NOW the book I dove into yesterday that is inspiring the HECK out of me is one I bought about 5 years ago and never read. Yyyyyyeah I am one of those book people. It's called Fat Chance and it is a book by Julie Hadden who was a contestant on The Biggest Loser.





 Im reading the book and I get to page 30


 "Looking back, Im stung by the reality of how my food addiction would affect Noah in his early childhood. Any reasonable person would be shocked to see a drug addict taking her child into the crack house with her. You and I would both look down on an alcoholic who loaded her child into the car just before taking a spin fully drunk. But somehow it was lost on me that I was doing the very same thing. I was enveloping Noach in my addiction, without any regard for his life. What I ate is what he ate. My sedentary life was his sedentary life. All of my bad choices were his bad choices, simply beacuse he was my son. My six fast-food meals a week became his fast-food habit too. My couch-potato ways became his lethargy as well. What kind of mother would do this? It's not the mom I wanted to be." 


 And I pulled out my pen and underlined that passage and put a huge star by it so that I could remember


SHE IS THE REASON!



Later in the book she talks about how as a fat person you have low self-esteem and low self worth which is how the cycle continues. I am not worth the effort to make a change. BUT when you are doing something for your child it takes on this whole new importance.

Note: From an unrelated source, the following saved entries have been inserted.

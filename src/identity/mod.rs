//! Identity resolution
//!
//! Bridges whatever session backend the host application uses and the access
//! engine. A backend resolves the caller into a [`ViewContext`]: who they
//! are, which role they hold and the permission document snapshot taken at
//! fetch time. Decisions made later in the session evaluate against that
//! snapshot; a changed document applies on the next fetch.
//!
//! A backend failure while resolving identity is an error. A caller who
//! resolves fine but has no stored permission document is not: the document
//! is substituted with an empty one and every check fails closed.

use crate::access::{PermissionDocument, Role};
use crate::utils::error::Result;
use async_trait::async_trait;
use chrono::{DateTime, Utc};
use serde::{Deserialize, Serialize};
use tracing::debug;
use uuid::Uuid;

/// An authenticated caller
#[derive(Debug, Clone, PartialEq, Serialize, Deserialize)]
pub struct Identity {
    /// Stable account identifier
    pub id: Uuid,
    /// Email address (unique)
    pub email: String,
    /// Display name
    pub display_name: Option<String>,
}

impl Identity {
    /// Create a new identity with a fresh identifier
    pub fn new(email: impl Into<String>) -> Self {
        Self {
            id: Uuid::new_v4(),
            email: email.into(),
            display_name: None,
        }
    }

    /// Set the display name
    pub fn with_display_name(mut self, display_name: impl Into<String>) -> Self {
        self.display_name = Some(display_name.into());
        self
    }
}

/// Everything the access engine needs to decide for one caller.
///
/// The document is the snapshot taken when the context was resolved; it is
/// not re-read per decision.
#[derive(Debug, Clone, Serialize, Deserialize)]
pub struct ViewContext {
    /// The authenticated caller
    pub identity: Identity,
    /// Role held by the caller
    pub role: Role,
    /// Permission document snapshot
    pub document: PermissionDocument,
    /// When the snapshot was taken
    pub fetched_at: DateTime<Utc>,
}

impl ViewContext {
    /// Create a context with a snapshot taken now
    pub fn new(identity: Identity, role: Role, document: PermissionDocument) -> Self {
        Self {
            identity,
            role,
            document,
            fetched_at: Utc::now(),
        }
    }

    /// Whether the caller holds the admin role
    pub fn is_admin(&self) -> bool {
        self.role.is_admin()
    }
}

/// Session backend seam.
///
/// Implementations are scoped to one caller's session and produce a fresh
/// [`ViewContext`] per call. Only backend failures surface as errors; an
/// absent permission document must come back as an empty one.
#[async_trait]
pub trait IdentityProvider: Send + Sync {
    /// Resolve the current caller into a view context
    async fn resolve_view(&self) -> Result<ViewContext>;
}

/// Provider backed by fixed in-memory data.
///
/// The reference implementation used by tests and demos. It shows the
/// empty-document substitution a real backend must perform when the stored
/// permissions column is null.
#[derive(Debug, Clone)]
pub struct FixedIdentityProvider {
    identity: Identity,
    role: Role,
    document: Option<PermissionDocument>,
}

impl FixedIdentityProvider {
    /// Provider for a caller with no stored document
    pub fn new(identity: Identity, role: Role) -> Self {
        Self {
            identity,
            role,
            document: None,
        }
    }

    /// Attach a stored permission document
    pub fn with_document(mut self, document: PermissionDocument) -> Self {
        self.document = Some(document);
        self
    }
}

#[async_trait]
impl IdentityProvider for FixedIdentityProvider {
    async fn resolve_view(&self) -> Result<ViewContext> {
        let document = match &self.document {
            Some(document) => document.clone(),
            None => {
                debug!(
                    "No permission document stored for {}, substituting empty",
                    self.identity.email
                );
                PermissionDocument::empty()
            }
        };

        Ok(ViewContext::new(
            self.identity.clone(),
            self.role,
            document,
        ))
    }
}
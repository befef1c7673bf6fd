//! # Painel Access
//!
//! Permission-based authorization and navigation gating for a construction
//! company management panel. Decides, per caller, which areas open, where a
//! denied caller is sent instead, and which sidebar entries are visible.
//!
//! ## Features
//!
//! - **Fail closed**: a missing module, action, or document always denies
//! - **Denial is not an error**: every denial resolves to a redirect target
//! - **Single source of truth**: one area declaration feeds gates, fallback
//!   registry, and navigation, so they can never drift apart
//! - **Admin bypass**: the admin role passes every gate before any predicate
//!   is evaluated
//! - **Deterministic**: pure decisions over a role, a document snapshot, and
//!   static configuration
//!
//! ## Quick Start
//!
//! ```rust,no_run
//! use painel_access::{
//!     AccessEngine, Config, Decision, Identity, PermissionDocument, Role, ViewContext,
//! };
//!
//! fn main() -> Result<(), Box<dyn std::error::Error>> {
//!     let config = Config::default();
//!     let engine = AccessEngine::new(config.access())?;
//!
//!     let caller = ViewContext::new(
//!         Identity::new("ana@construtora.com"),
//!         Role::Employee,
//!         PermissionDocument::from_json(r#"{"obras": {"view": true}}"#)?,
//!     );
//!
//!     match engine.check_area("/obras", &caller) {
//!         Decision::Allow => println!("area is open"),
//!         decision => println!("redirect to {:?}", engine.resolve_target(&decision)),
//!     }
//!
//!     for entry in engine.visible_navigation(&caller) {
//!         println!("{} -> {}", entry.label, entry.area);
//!     }
//!
//!     Ok(())
//! }
//! ```
//!
//! ## Loading Configuration
//!
//! ```rust,no_run
//! use painel_access::{AccessEngine, Config};
//!
//! #[tokio::main]
//! async fn main() -> Result<(), Box<dyn std::error::Error>> {
//!     let config = Config::from_file("config/access.yaml").await?;
//!     let engine = AccessEngine::new(config.access())?;
//!     println!("{} areas behind permission gates", engine.registry().len());
//!     Ok(())
//! }
//! ```

#![allow(missing_docs)]
#![warn(clippy::all)]
#![allow(clippy::module_inception)]

// Public module exports
pub mod access;
pub mod config;
pub mod identity;
pub mod utils;

// Re-export main types
pub use config::{AccessConfig, AreaConfig, Config, NavConfig};
pub use utils::error::{PainelError, Result};

// Export the access decision surface
pub use access::{
    AccessEngine, AccessEvaluator, AreaGate, Decision, ModulePermissions, NavigationCatalog,
    NavigationEntry, PermissionDocument, PermissionGate, PolicyEntry, PolicyRegistry, Requirement,
    Role, RoleGate,
};

// Export the identity seam
pub use identity::{FixedIdentityProvider, Identity, IdentityProvider, ViewContext};

// Version information
/// Current version of the crate
pub const VERSION: &str = env!("CARGO_PKG_VERSION");
/// Name of the crate
pub const NAME: &str = env!("CARGO_PKG_NAME");
/// Description of the crate
pub const DESCRIPTION: &str = env!("CARGO_PKG_DESCRIPTION");

/// Crate build information
#[derive(Debug, Clone)]
pub struct BuildInfo {
    /// Version number
    pub version: &'static str,
    /// Build timestamp
    pub build_time: &'static str,
    /// Git commit hash
    pub git_hash: &'static str,
    /// Rust version
    pub rust_version: &'static str,
}

impl Default for BuildInfo {
    fn default() -> Self {
        Self {
            version: VERSION,
            build_time: option_env!("BUILD_TIME").unwrap_or("unknown"),
            git_hash: option_env!("GIT_HASH").unwrap_or("unknown"),
            rust_version: option_env!("RUST_VERSION").unwrap_or("unknown"),
        }
    }
}

/// Build information captured at compile time
pub fn build_info() -> BuildInfo {
    BuildInfo::default()
}
//! Access evaluation
//!
//! Decides whether the current view may proceed and, if not, where to send
//! the caller instead. Evaluation is total, pure and deterministic: the same
//! requirement and document always produce the same decision, no state is
//! touched, and performing the redirect is the caller's job.

use crate::access::document::{PermissionDocument, Requirement};
use crate::access::registry::PolicyRegistry;
use std::sync::Arc;
use tracing::debug;

/// Outcome of evaluating one area entry
#[derive(Debug, Clone, PartialEq, Eq)]
pub enum Decision {
    /// The view may proceed
    Allow,
    /// Denied here; the caller is entitled to this area instead
    RedirectTo(String),
    /// Denied everywhere; send the caller to the denial destination
    RedirectToDenied,
}

impl Decision {
    /// Whether the view may proceed
    pub fn is_allow(&self) -> bool {
        matches!(self, Decision::Allow)
    }

    /// The area the caller should be sent to, if any.
    ///
    /// `RedirectToDenied` resolves against the registry's configured denial
    /// destination; `Allow` has no target.
    pub fn target<'a>(&'a self, registry: &'a PolicyRegistry) -> Option<&'a str> {
        match self {
            Decision::Allow => None,
            Decision::RedirectTo(area) => Some(area),
            Decision::RedirectToDenied => Some(registry.denied_area()),
        }
    }
}

/// Evaluates area requirements against permission documents.
///
/// The evaluator is role-agnostic: the admin bypass belongs to the gates, so
/// predicates can be exercised here without any role plumbing.
#[derive(Debug, Clone)]
pub struct AccessEvaluator {
    registry: Arc<PolicyRegistry>,
}

impl AccessEvaluator {
    /// Create an evaluator over a shared registry
    pub fn new(registry: Arc<PolicyRegistry>) -> Self {
        Self { registry }
    }

    /// The registry this evaluator scans
    pub fn registry(&self) -> &PolicyRegistry {
        &self.registry
    }

    /// Evaluate a required capability against a document.
    ///
    /// 1. Requirement satisfied → [`Decision::Allow`].
    /// 2. Otherwise the first registry entry, in declared order, whose
    ///    requirement the document satisfies → [`Decision::RedirectTo`].
    /// 3. No entry matches → [`Decision::RedirectToDenied`].
    pub fn evaluate(&self, required: &Requirement, document: &PermissionDocument) -> Decision {
        if required.satisfied_by(document) {
            return Decision::Allow;
        }

        match self.registry.first_permitted(document) {
            Some(entry) => {
                debug!(
                    required = %required,
                    fallback = %entry.area,
                    "Capability denied; redirecting to first permitted area"
                );
                Decision::RedirectTo(entry.area.clone())
            }
            None => {
                debug!(required = %required, "Capability denied; no permitted area remains");
                Decision::RedirectToDenied
            }
        }
    }
}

 "When Mike and I attended Noah's soccer games, I'd refuse to stand up and cheer because I knew that my arms and my midsection would jiggle. Worse than that, I denied him the delight of swimming with his buddies because I couldn't bring myself to go to the neighborhood pool during "normal" hours. I'd wait until late afternoon and watch him swim alone, while nobody was around to see me ... Big FAT me." 

 Wow! So now not only are my bad habits going to affect my child but my lack of self worth and confidence are going to cause my child pain as well. Will I be able to run with her to fly a kite? Will I fit on roller coasters with her when we go to amusement parks? Will I be too embarrassed to take her down the water slide at a public pool?

 "Even if you feel you're not worth the fight involved in changing your life, someone else is!" 

My blog started with a journey to get pregnant at a healthy weight because of the issues you can have as an obese pregnant woman. The idea of being pregnant was enough motivation to get me down 75 pounds! Then I got pregnant and gained about 40 of it back and then about 10 during the first year of being a stay at home mom and starving breast feeder! I re-titled this blog "momma" because all along she has been my motivation. When I'm jogging and it hurts and sucks and I want to quit I talk to myself out loud and make lists of why its important for HER that I do this. PLUS I plan on trying to have a second child in the next year so I have double the reason to push myself and not give up this fight to get to a healthy weight.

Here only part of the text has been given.